En el tiempo ordinario, da la sensación de que la vida de Zamora se acaba en Viriato. Pero nada más lejos de la realidad a partir de este jueves. Ahora, de esa plaza en adelante, empieza el barullo. Y lo que se termina (más o menos) es el siglo XXI. El casco histórico es, durante este fin de semana, el territorio del mercado medieval. Uno más grande que los de antes, con decenas de puestos de todo tipo y con mucho curioso desde el minuto uno. A las seis, se abrieron los puestos; a las seis y media, aquello ya parecía una romería.
Por eso regresa el montaje de un año para otro, porque a la gente le gusta darse una vuelta, jugar a que efectivamente la feria es un viaje al pasado y también gastar, claro. En comida o en cosméticos. En chupitos o en colgantes. En ballestas de juguete o en gominolas del tamaño de la cabeza de un niño pequeño. Si los puestos se cuentan por decenas, también los disfraces y los carteles ingeniosos que buscan captar a un paseante con muchos estímulos.

«Díselo con fuet», recomienda un vendedor dedicado a lo que evidentemente se dedica. «Aquí duerme un pucelano», reza un objeto con el escudo del Valladolid en un puesto cercano. Por estos lares, parece mejor la estrategia de venta del primero que la del segundo, que también tiene piezas del Real Madrid por asegurar. No muy lejos, un tipo que lleva fruta deshidratada ya despacha con soltura mientras su vecino más próximo, con botellas de chupito, espera un rato a que a la gente le entren más ganas de remojar el gaznate.
De ahí en adelante, rumbo ya a San Ildefonso, mucha artesanía y muchas pulseras. De las estandarizadas y de las personalizadas. También artistas de la madera, de los churros, de las patatas con salchichas o del queso. En este septiembre no hay Fromago, pero siempre queda algún resquicio para colar el producto estrella del mes. Igual que hay hueco para las procesiones y para los caballos por el entorno de la Catedral, aunque no sea Miércoles Santo y, ni mucho menos, haya silencio.
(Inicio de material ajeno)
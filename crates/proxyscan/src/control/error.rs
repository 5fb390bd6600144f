//! Maps the internal error enums onto the control API's wire representation:
//! a status code plus `{"error": "<message>"}`, mirroring the teacher's
//! single-conversion-point pattern for turning typed errors into responses.

use axum::http::StatusCode;
use axum::response::{IntoResponse, Json, Response};
use serde_json::json;
use thiserror::Error;
use tracing::warn;

use crate::error::{ReplayError, ScanError, StoreError};

#[derive(Debug, Error)]
pub enum ApiError {
	#[error(transparent)]
	Store(#[from] StoreError),
	#[error(transparent)]
	Replay(#[from] ReplayError),
	#[error(transparent)]
	Scan(#[from] ScanError),
}

impl ApiError {
	fn status_code(&self) -> StatusCode {
		match self {
			ApiError::Store(StoreError::NotFound(_)) => StatusCode::NOT_FOUND,
			ApiError::Store(_) => StatusCode::INTERNAL_SERVER_ERROR,
			ApiError::Replay(ReplayError::NotFound(_)) => StatusCode::NOT_FOUND,
			ApiError::Replay(ReplayError::Malformed) => StatusCode::INTERNAL_SERVER_ERROR,
			ApiError::Replay(ReplayError::UpstreamError(_)) => StatusCode::BAD_GATEWAY,
			ApiError::Replay(ReplayError::StorageUnavailable(_)) => StatusCode::INTERNAL_SERVER_ERROR,
			ApiError::Scan(ScanError::NotFound(_)) => StatusCode::NOT_FOUND,
			ApiError::Scan(ScanError::StorageUnavailable(_)) => StatusCode::INTERNAL_SERVER_ERROR,
		}
	}
}

impl IntoResponse for ApiError {
	fn into_response(self) -> Response {
		if self.status_code() == StatusCode::INTERNAL_SERVER_ERROR || self.status_code() == StatusCode::BAD_GATEWAY {
			warn!(error = %self, "control API request failed");
		}
		let body = json!({"error": self.to_string()});
		(self.status_code(), Json(body)).into_response()
	}
}
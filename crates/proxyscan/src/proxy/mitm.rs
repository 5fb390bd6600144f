//! CONNECT-based MITM interception (C3, §4.3.3).
//!
//! The CONNECT request is answered by completing hyper's upgrade handshake
//! rather than by writing a response ourselves: returning `200 OK` from this
//! handler is what causes hyper to hand the raw duplex stream back to us as
//! an `Upgraded`, satisfying "hijack the connection, then write the 200".

use std::convert::Infallible;
use std::sync::Arc;

use bytes::Bytes;
use chrono::Utc;
use http::{Request, Response, StatusCode};
use http_body_util::Full;
use hyper::body::Incoming;
use hyper::client::conn::http1::SendRequest;
use hyper::service::service_fn;
use hyper::upgrade::Upgraded;
use hyper_util::rt::TokioIo;
use once_cell::sync::Lazy;
use rustls_pki_types::ServerName;
use tokio::net::TcpStream;
use tokio::sync::Mutex as AsyncMutex;
use tokio_rustls::{TlsAcceptor, TlsConnector};
use tracing::{info, warn};

use super::ProxyInputs;
use super::capture::{self, CapturedRequest};
use super::plain;
use crate::error::ProxyError;
use crate::model::{CapturedExchange, ExchangeId, HostCert};

/// Accepts one CONNECT request. The inner tunnel is driven on a spawned task
/// so the accept loop can move on to the next connection immediately.
pub async fn handle(inputs: Arc<ProxyInputs>, req: Request<Incoming>) -> Response<Full<Bytes>> {
	let authority = req.uri().authority().map(|a| a.to_string()).unwrap_or_default();

	if authority.is_empty() {
		warn!("CONNECT request had no authority-form target");
		return Response::builder()
			.status(StatusCode::BAD_REQUEST)
			.body(Full::new(Bytes::from_static(b"malformed CONNECT target\n")))
			.unwrap_or_else(|_| Response::new(Full::new(Bytes::new())));
	}

	let (target_host, target_port) = split_authority(&authority);
	let log_authority = authority.clone();

	tokio::spawn(async move {
		match hyper::upgrade::on(req).await {
			Ok(upgraded) => {
				if let Err(e) = run_tunnel(inputs, upgraded, authority, target_host.clone(), target_port).await {
					warn!(host = %target_host, error = %e, "mitm tunnel failed");
				}
			},
			Err(e) => warn!(authority = %log_authority, error = %e, "CONNECT upgrade failed"),
		}
	});

	info!(authority = %authority, "CONNECT accepted");
	Response::builder()
		.status(StatusCode::OK)
		.body(Full::new(Bytes::new()))
		.unwrap_or_else(|_| Response::new(Full::new(Bytes::new())))
}

/// Splits a CONNECT authority into host and port, defaulting to 443. Real
/// CONNECT targets always carry an explicit port, so the default is a
/// fallback for malformed input rather than the common case.
fn split_authority(authority: &str) -> (String, u16) {
	match authority.rsplit_once(':') {
		Some((host, port)) if !port.is_empty() && port.chars().all(|c| c.is_ascii_digit()) => {
			(host.to_string(), port.parse().unwrap_or(443))
		},
		_ => (authority.to_string(), 443),
	}
}

async fn run_tunnel(
	inputs: Arc<ProxyInputs>,
	upgraded: Upgraded,
	authority: String,
	target_host: String,
	target_port: u16,
) -> Result<(), ProxyError> {
	let cert = inputs.certs.get(&target_host).await?;

	let server_config = build_server_tls_config(&cert)?;
	let acceptor = TlsAcceptor::from(Arc::new(server_config));
	let client_tls = acceptor
		.accept(TokioIo::new(upgraded))
		.await
		.map_err(|e| ProxyError::UpstreamError(format!("client TLS handshake failed: {e}")))?;

	let origin_tcp = TcpStream::connect((target_host.as_str(), target_port))
		.await
		.map_err(|e| ProxyError::UpstreamError(format!("origin connect to {target_host}:{target_port} failed: {e}")))?;

	let connector = TlsConnector::from(origin_tls_config());
	let server_name = ServerName::try_from(target_host.clone())
		.map_err(|e| ProxyError::UpstreamError(format!("invalid SNI name {target_host}: {e}")))?;
	let origin_tls = connector
		.connect(server_name, origin_tcp)
		.await
		.map_err(|e| ProxyError::UpstreamError(format!("origin TLS handshake with {target_host} failed: {e}")))?;

	let (send_request, conn) = hyper::client::conn::http1::handshake(TokioIo::new(origin_tls))
		.await
		.map_err(|e| ProxyError::UpstreamError(format!("origin handshake with {target_host} failed: {e}")))?;
	tokio::spawn(async move {
		if let Err(e) = conn.await {
			warn!(error = %e, "mitm origin connection driver failed");
		}
	});

	let send_request = Arc::new(AsyncMutex::new(send_request));
	let svc_inputs = inputs.clone();
	let svc_authority = authority.clone();
	let service = service_fn(move |req: Request<Incoming>| {
		let inputs = svc_inputs.clone();
		let authority = svc_authority.clone();
		let send_request = send_request.clone();
		async move { Ok::<_, Infallible>(serve_inner_request(inputs, authority, send_request, req).await) }
	});

	// Keep-alive off: one CONNECT tunnel carries exactly one inner request,
	// per the intercept flow this mirrors.
	hyper::server::conn::http1::Builder::new()
		.keep_alive(false)
		.serve_connection(TokioIo::new(client_tls), service)
		.await
		.map_err(|e| ProxyError::UpstreamError(format!("mitm client connection error: {e}")))?;

	info!(host = %target_host, "mitm tunnel closed");
	Ok(())
}

async fn serve_inner_request(
	inputs: Arc<ProxyInputs>,
	authority: String,
	send_request: Arc<AsyncMutex<SendRequest<Full<Bytes>>>>,
	req: Request<Incoming>,
) -> Response<Full<Bytes>> {
	let mut captured = match capture::read_request(req, "https", inputs.max_body_bytes).await {
		Ok(c) => c,
		Err(e) => return plain::error_response(&e),
	};
	// The CONNECT target is authoritative for scheme and host, regardless of
	// what the inner request's own Host header says (§4.3.3 step 7).
	captured.canonical.scheme = "https".to_string();
	captured.canonical.host = authority.clone();

	let id = ExchangeId::next();
	let method = captured.canonical.method.clone();

	let exchange = CapturedExchange {
		id: id.clone(),
		captured_at: Utc::now(),
		request: captured.canonical.clone(),
		response: None,
	};
	if let Err(e) = inputs.store.save(exchange).await {
		warn!(%id, %method, host = %authority, error = %e, "mitm capture save failed");
		return plain::error_response(&ProxyError::Store(e));
	}

	let CapturedRequest { canonical, mut parts } = captured;
	let headers = capture::strip_hop_by_hop(&parts.headers);
	parts.headers = headers;
	let upstream_req = Request::from_parts(parts, Full::new(Bytes::from(canonical.raw_body)));

	let resp = {
		let mut guard = send_request.lock().await;
		match tokio::time::timeout(inputs.upstream_timeout, guard.send_request(upstream_req)).await {
			Ok(Ok(r)) => r,
			Ok(Err(e)) => {
				warn!(%id, %method, host = %authority, error = %e, "origin dispatch failed");
				return plain::error_response(&ProxyError::UpstreamError(e.to_string()));
			},
			Err(_) => {
				warn!(%id, %method, host = %authority, "origin dispatch timed out");
				return plain::error_response(&ProxyError::UpstreamTimeout);
			},
		}
	};

	let captured_resp = match capture::read_response(resp, inputs.max_body_bytes).await {
		Ok(r) => r,
		Err(e) => return plain::error_response(&e),
	};

	if let Err(e) = inputs.store.update_response(&id, captured_resp.canonical.clone()).await {
		warn!(%id, error = %e, "mitm update_response failed");
		return plain::error_response(&ProxyError::Store(e));
	}

	info!(%id, %method, host = %authority, outcome = "ok", "mitm capture");
	plain::build_client_response(captured_resp)
}

fn build_server_tls_config(cert: &HostCert) -> Result<rustls::ServerConfig, ProxyError> {
	rustls::ServerConfig::builder()
		.with_no_client_auth()
		.with_single_cert(cert.leaf_cert_chain.clone(), cert.private_key.clone())
		.map_err(|e| ProxyError::UpstreamError(format!("server TLS config rejected leaf cert: {e}")))
}

static ORIGIN_TLS_CONFIG: Lazy<Arc<rustls::ClientConfig>> = Lazy::new(|| {
	let mut roots = rustls::RootCertStore::empty();
	let loaded = rustls_native_certs::load_native_certs();
	for cert in loaded.certs {
		let _ = roots.add(cert);
	}
	for err in loaded.errors {
		warn!(error = %err, "skipped a native root certificate");
	}
	Arc::new(
		rustls::ClientConfig::builder()
			.with_root_certificates(roots)
			.with_no_client_auth(),
	)
});

fn origin_tls_config() -> Arc<rustls::ClientConfig> {
	ORIGIN_TLS_CONFIG.clone()
}

#[cfg(test)]
mod tests {
	use super::*;

	#[test]
	fn split_authority_reads_explicit_port() {
		assert_eq!(split_authority("secure.test:443"), ("secure.test".to_string(), 443));
		assert_eq!(split_authority("secure.test:8443"), ("secure.test".to_string(), 8443));
	}

	#[test]
	fn split_authority_falls_back_to_443_without_a_port() {
		assert_eq!(split_authority("secure.test"), ("secure.test".to_string(), 443));
	}
}
//! Thin CLI entry point: parse configuration, init logging, and hand off to
//! the library crate's startup sequence.

use proxyscan::config::Config;

#[tokio::main]
async fn main() -> anyhow::Result<()> {
	let config = Config::load()?;
	proxyscan::telemetry::init();
	proxyscan::run(config).await
}
//! `proxyscan`: an intercepting HTTP/HTTPS proxy with a per-exchange record
//! store, a replay engine and a heuristic vulnerability scanner.

pub mod canon;
pub mod certs;
pub mod config;
pub mod control;
pub mod error;
pub mod model;
pub mod proxy;
pub mod replay;
pub mod scan;
pub mod store;
pub mod telemetry;

use std::sync::Arc;
use std::time::Duration;

use tracing::info;

use crate::certs::{CertFactory, SignerConfig};
use crate::config::{Config, StoreKind};
use crate::control::AppState;
use crate::proxy::ProxyInputs;
use crate::replay::ReplayEngine;
use crate::scan::ScanEngine;
use crate::store::{MemoryStore, PgStore, Store};

/// Runs the full process: load config, init logging, load the root CA,
/// connect storage, spawn both listeners, and wait for either to exit or a
/// shutdown signal (§4.7 startup sequence).
pub async fn run(config: Config) -> anyhow::Result<()> {
	certs::load_root_ca(&config.certs_dir)
		.map_err(|e| anyhow::anyhow!("failed to load root CA from {}: {e}", config.certs_dir.display()))?;

	let store: Arc<dyn Store> = match config.store {
		StoreKind::Memory => Arc::new(MemoryStore::new()),
		StoreKind::Postgres => {
			let url = config
				.database_url
				.as_deref()
				.ok_or_else(|| anyhow::anyhow!("DATABASE_URL is required when --store postgres is selected"))?;
			Arc::new(PgStore::connect(url).await?)
		},
	};

	let signer = SignerConfig::new(config.certs_dir.clone(), config.certs_dir.join("gen_cert.sh"));
	let certs = Arc::new(CertFactory::new(signer));

	let inputs = Arc::new(ProxyInputs {
		store: store.clone(),
		certs,
		upstream_timeout: Duration::from_secs(config.upstream_timeout_secs),
		max_body_bytes: config.max_body_bytes,
	});

	let app_state = Arc::new(AppState {
		store: store.clone(),
		replay: ReplayEngine::new(store.clone()),
		scan: ScanEngine::new(store),
	});

	let proxy_addr = config.proxy_addr;
	let control_addr = config.control_addr;

	let proxy_task = tokio::spawn(async move { proxy::serve(proxy_addr, inputs).await });
	let control_task = tokio::spawn(async move {
		let router = control::router(app_state);
		let listener = tokio::net::TcpListener::bind(control_addr).await?;
		axum::serve(listener, router).await
	});

	info!(%proxy_addr, %control_addr, "proxyscan listening");

	tokio::select! {
		res = proxy_task => {
			res??;
		}
		res = control_task => {
			res??;
		}
		_ = tokio::signal::ctrl_c() => {
			info!("shutdown signal received, draining connections");
		}
	}

	Ok(())
}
De hecho, los animales pasan, ante la estupefacción de los niños, rodeados por la música de las gaitas, del tambor y de las panderetas. Una mujer que toca ese último instrumento sonríe con ganas al caminar ante los muchachos, que le devuelven el gesto antes de que el monstruo que cierra la comitiva les cambie la mueca. Los padres les consuelan entre risas y se disponen a enfilar la zona de la comida.
Antes de llegar a esa meta hay tiempo para detenerse en las demostraciones de los artesanos o en el tiovivo medieval que espera a la puerta de San Salvador. Ya en la plaza, el hambre se desata con el pulpo o con el olor de la morcilla, el chorizo o la carne en pleno proceso de elaboración. Quien está a pie de fuego es un andaluz ciertamente parlanchín que vence y convence por insistencia: «Vamos a comer, que yo les sirvo», le dice a una pareja dudosa. Y para allá van. De postre, si quieren, tienen dulces árabes o una nocilla sospechosamente contemporánea. Alguna trampilla hay. Pero se trata de ir con la mirada dispuesta a cambiar de mundo a partir de Viriato.